EL CUERVO JÚNIOR
CAPÍTULO CUATRO
Se oía el trote humano subir por la vereda del cerro. Al frente del grupo de nueve hombres y una mujer venía un individuo de treinta y cinco años. Se llamaba Graciano Avendaño.
—¡Muévanse! —gritaba, volteando hacia los demás y corriendo hacia atrás—. ¡Así no la van a hacer! ¡Tienen que acostumbrarse a aguantar corriendo sin detenerse! ¡Muévanse!
El grupo —vestido en ropas de hacer ejercicio y botas militares— trataba de ir al paso del entrenador, pero la superioridad física y experiencia que él tenía eran evidentes. Esta era la tercera y última semana de la disciplinada preparación a la que se habían sometido. En ese tiempo habían sudado casi toda la grasa y las inhibiciones propias de quien nunca se ha integrado a un programa de preparación física en grupo. Eran capaces ahora de seguir un plan determinado; de reaccionar todos a las misma circunstancia como si fueran uno sólo.
—¡Abajo! —gritó súbitamente Graciano. Todavía vibraba en el aire la última sílaba de la orden cuando ya todo el grupo se había tirado al suelo.
—¡Arriba! ¡Una fila! —ordenó el líder. Al instante se puso el grupo de pie y cada individuo se formó en el lugar que le correspondía detrás de él.
¡Estrella! —gritó.
Al instante la fila se dividió en cinco pares que se dispersaron en cinco direcciones diferentes.
—¡Una fila! —volvió a ordenar, y el grupo se volvió a formar en línea.
Al llegar a la orilla del pueblo se sentaron todos en círculo.
—Ya saben todo lo que tienen que saber —les dijo Graciano—. Salimos mañana en el tren de las doce. Los espero en Gualterio no más tarde de las once. Lleven en sus mochilas todo lo que les anoté en la lista. No pongan en ellas ni una sola cosa más. Recuerden que deben llevar un par de zapatos extra, pero debe ser un tamaño más grande que el tamaño que usan porque se les van a hinchar los pies. No coman demasiado esta noche. Ni tengan sexo los que estén casados, y menos aún los que no lo estén. Si me necesitan me encuentran en mi casa. Los veo mañana. El que esté listo se va, y el que no se queda.
* * *
De Gualterio se fueron en tren a Torreón. De Torreón se fueron en autobús a Ciudad Acuña. De Ciudad Acuña se fueron en un camión de redilas por un camino de tierra que no parecía ir a ninguna parte. Ya se oía el murmullo del Río Bravo cuando se apearon y siguieron a pie.

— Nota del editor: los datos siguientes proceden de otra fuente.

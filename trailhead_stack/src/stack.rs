// Copyright 2025 the Trailhead Authors
// SPDX-License-Identifier: Apache-2.0 OR MIT

//! The shared stack: flat route sequence plus transition bookkeeping.
//!
//! ## Failure model
//!
//! Pops that cannot be satisfied are logged with `tracing` and ignored; they return `None`.
//! They usually come from UI callbacks racing a scope that has already changed, so they are
//! not treated as errors.
//!
//! ## Eviction
//!
//! After every successful pop, transition entries whose slice now starts at or beyond the end
//! of the sequence are removed (the base entry excepted). The evicted keys are returned to the
//! caller, which owns whatever per-coordinator state must go with them.

use alloc::vec::Vec;
use core::fmt::Debug;

use crate::damage::{DamageTracker, StackDamage};
use crate::route::Routable;
use crate::transition::{Transition, TransitionTable};

/// Single ordered route sequence shared by every coordinator registered on it.
#[derive(Clone, Debug)]
pub struct SharedStack<R, K> {
    routes: Vec<R>,
    transitions: TransitionTable<K>,
    damage: DamageTracker,
    epoch: u64,
}

impl<R: Routable, K: Copy + Eq + Debug> Default for SharedStack<R, K> {
    fn default() -> Self {
        Self::new()
    }
}

impl<R: Routable, K: Copy + Eq + Debug> SharedStack<R, K> {
    /// Create an empty stack without a base coordinator.
    pub fn new() -> Self {
        Self {
            routes: Vec::new(),
            transitions: TransitionTable::new(),
            damage: DamageTracker::default(),
            epoch: 0,
        }
    }

    /// Create an empty stack owned by the base coordinator `key`.
    pub fn with_base(key: K) -> Self {
        Self {
            transitions: TransitionTable::with_base(key),
            ..Self::new()
        }
    }

    /// Create a stack for `key` seeded with routes the base coordinator already presents.
    pub fn with_base_and_routes(key: K, routes: Vec<R>) -> Self {
        Self {
            routes,
            ..Self::with_base(key)
        }
    }

    /// Append `route`.
    pub fn push_route(&mut self, route: R) {
        tracing::trace!(route = ?route.id(), len = self.routes.len() + 1, "push route");
        self.routes.push(route);
        self.epoch += 1;
    }

    /// Register `key` at the current end of the sequence, then push its initial route.
    pub fn push_transition(&mut self, key: K, initial_route: R) {
        let index = self.routes.len();
        tracing::debug!(coordinator = ?key, index, "push transition");
        self.transitions.record(key, index);
        self.push_route(initial_route);
    }

    /// Remove the last `count` routes.
    ///
    /// Returns the evicted coordinator keys, or `None` (logged) if `count` exceeds the length.
    pub fn pop_routes(&mut self, count: usize) -> Option<Vec<K>> {
        let available = self.routes.len();
        if count > available {
            tracing::warn!(
                requested = count,
                available,
                "cannot pop routes: stack is too short"
            );
            return None;
        }
        Some(self.shrink_to(available - count))
    }

    /// Pop everything above `key`'s initial route.
    ///
    /// For the base coordinator this is [`pop_to_root`](Self::pop_to_root), since its
    /// initial route is not part of the sequence.
    /// Returns `None` (logged) if `key` has no transition entry.
    pub fn pop_to_initial_route(&mut self, key: &K) -> Option<Vec<K>> {
        let Some(index) = self.transitions.index_of(key) else {
            tracing::warn!(coordinator = ?key, "cannot pop to initial route: no transition index");
            return None;
        };
        if self.transitions.is_base(key) {
            return Some(self.pop_to_root());
        }
        self.pop_routes(self.routes.len().saturating_sub(index + 1))
    }

    /// Pop every route and drop every transition entry except the base.
    ///
    /// A child pushed onto an empty stack also starts at index `0`; it is not the base and
    /// is evicted too.
    pub fn pop_to_root(&mut self) -> Vec<K> {
        if !self.routes.is_empty() {
            self.routes.clear();
            self.damage.shrunk_to(0);
            self.epoch += 1;
        }
        let evicted = self.transitions.retain_base();
        if !evicted.is_empty() {
            tracing::debug!(evicted = ?evicted, "pop to root evicted coordinators");
        }
        evicted
    }

    /// Pop `key`'s entire presence, including its initial route.
    ///
    /// Refused (logged, `None`) for the base and for unknown keys.
    pub fn pop_transition(&mut self, key: &K) -> Option<Vec<K>> {
        let Some(index) = self.transitions.index_of(key) else {
            tracing::warn!(coordinator = ?key, "cannot pop coordinator: no transition index");
            return None;
        };
        if self.transitions.is_base(key) {
            tracing::warn!(coordinator = ?key, "cannot pop coordinator: it is the stack base");
            return None;
        }
        self.pop_routes(self.routes.len().saturating_sub(index))
    }

    /// Shrink the sequence to `len` routes after the host removed them itself.
    ///
    /// A `len` at or above the current length changes nothing.
    pub fn truncate(&mut self, len: usize) -> Vec<K> {
        if len >= self.routes.len() {
            return Vec::new();
        }
        self.shrink_to(len)
    }

    fn shrink_to(&mut self, len: usize) -> Vec<K> {
        if len < self.routes.len() {
            self.routes.truncate(len);
            self.damage.shrunk_to(len);
            self.epoch += 1;
        }
        let evicted = self.transitions.evict_from(len);
        if !evicted.is_empty() {
            tracing::debug!(evicted = ?evicted, len, "pop evicted coordinators");
        }
        evicted
    }

    /// The current route sequence, bottom first.
    pub fn routes(&self) -> &[R] {
        &self.routes
    }

    /// Number of routes in the sequence.
    pub fn len(&self) -> usize {
        self.routes.len()
    }

    /// Returns `true` if no route is pushed.
    pub fn is_empty(&self) -> bool {
        self.routes.is_empty()
    }

    /// The base coordinator's key, if any.
    pub fn base(&self) -> Option<K> {
        self.transitions.base()
    }

    /// Index at which `key`'s slice begins.
    pub fn transition_index(&self, key: &K) -> Option<usize> {
        self.transitions.index_of(key)
    }

    /// Returns `true` if `key` is registered on this stack.
    pub fn contains(&self, key: &K) -> bool {
        self.transitions.contains(key)
    }

    /// The most recently pushed coordinator still on the stack.
    pub fn topmost(&self) -> Option<K> {
        self.transitions.topmost()
    }

    /// Returns `true` if `key` is the topmost coordinator.
    pub fn is_topmost(&self, key: &K) -> bool {
        self.transitions.topmost().as_ref() == Some(key)
    }

    /// Transition entries in push order.
    pub fn transitions(&self) -> impl Iterator<Item = Transition<K>> + '_ {
        self.transitions.iter()
    }

    /// Mutation counter; increases whenever the sequence changes.
    pub fn epoch(&self) -> u64 {
        self.epoch
    }

    /// Summarize the changes since the previous commit and start a new batch.
    pub fn commit(&mut self) -> StackDamage {
        self.damage.commit(self.routes.len())
    }
}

—Vamos a pasar por Agua Verde —dijo Graciano—. Córtense una vara que esté más alta que ustedes para que se apoyen cuando crucen.
Media hora después llegaron al punto de cruce. Graciano sacó unos binoculares de su mochila y los enfocó en la orilla opuesta. Por largo rato estuvo explorando el follaje. De pronto detuvo la visión en un punto y ajustó la distancia de los lentes. —Ahí andan unos gringos —dijo—. Parecen rancheros. Tenemos que esperar hasta que se vayan.
Mientras esperaban bajo la sombra de un árbol, que para ella era desconocido, Petrita recordaba a su madre y a su hermano. También recordaba a Serafín. Apenas hacía unas horas que había salido de su casa y ya estaba tan lejos. No podía oír las voces de quien amaba. Ni su llanto ni su risa. Sólo se oía el murmullo del río que separaba a sus padres.
—¡Arriba! ¡Vámonos! —ordenó Graciano—. Ya se fueron los gringos. Ya sé que ustedes no saben cruzar agua en movimiento porque en su tierra no hay ríos, pero no es difícil hacerlo. Nada más mantengan la vista en la otra orilla. No vean el agua porque los emborracha. Si tienen problemas grítenme.
Uno por uno fueron metiéndose en el río.
Petrita y Graciano fueron los últimos. La anchura del río era considerable, pero la fuerza de la corriente era mínima. Sin embargo, cómo Graciano había dicho, la gente que llevaba no sabía cruzar ríos. El agua que les llegaba al pecho comenzó a marear a algunos.
—¡Graciano!—gritó un muchacho—. ¡Siento que la’gua me va a tumbar! ¡Venga ayúdeme!
Lo alcanzó Graciano y lo agarró del brazo. Así se lo llevó hasta la otra orilla. Ya para entonces Petrita estaba en problemas.
—¡Ayúdeme a mí también, oiga! —gemía aferrada a su vara con los ojos cerrados—. ¡No puedo abrir los ojos porque me emborracha la’gua! ¡Córrale, oiga! ¡La’gua me está sacando la arena de debajo de los pies. ¡Me va a tumbar! ¡Córrale, oiga! ¡No quiero morir ahogada!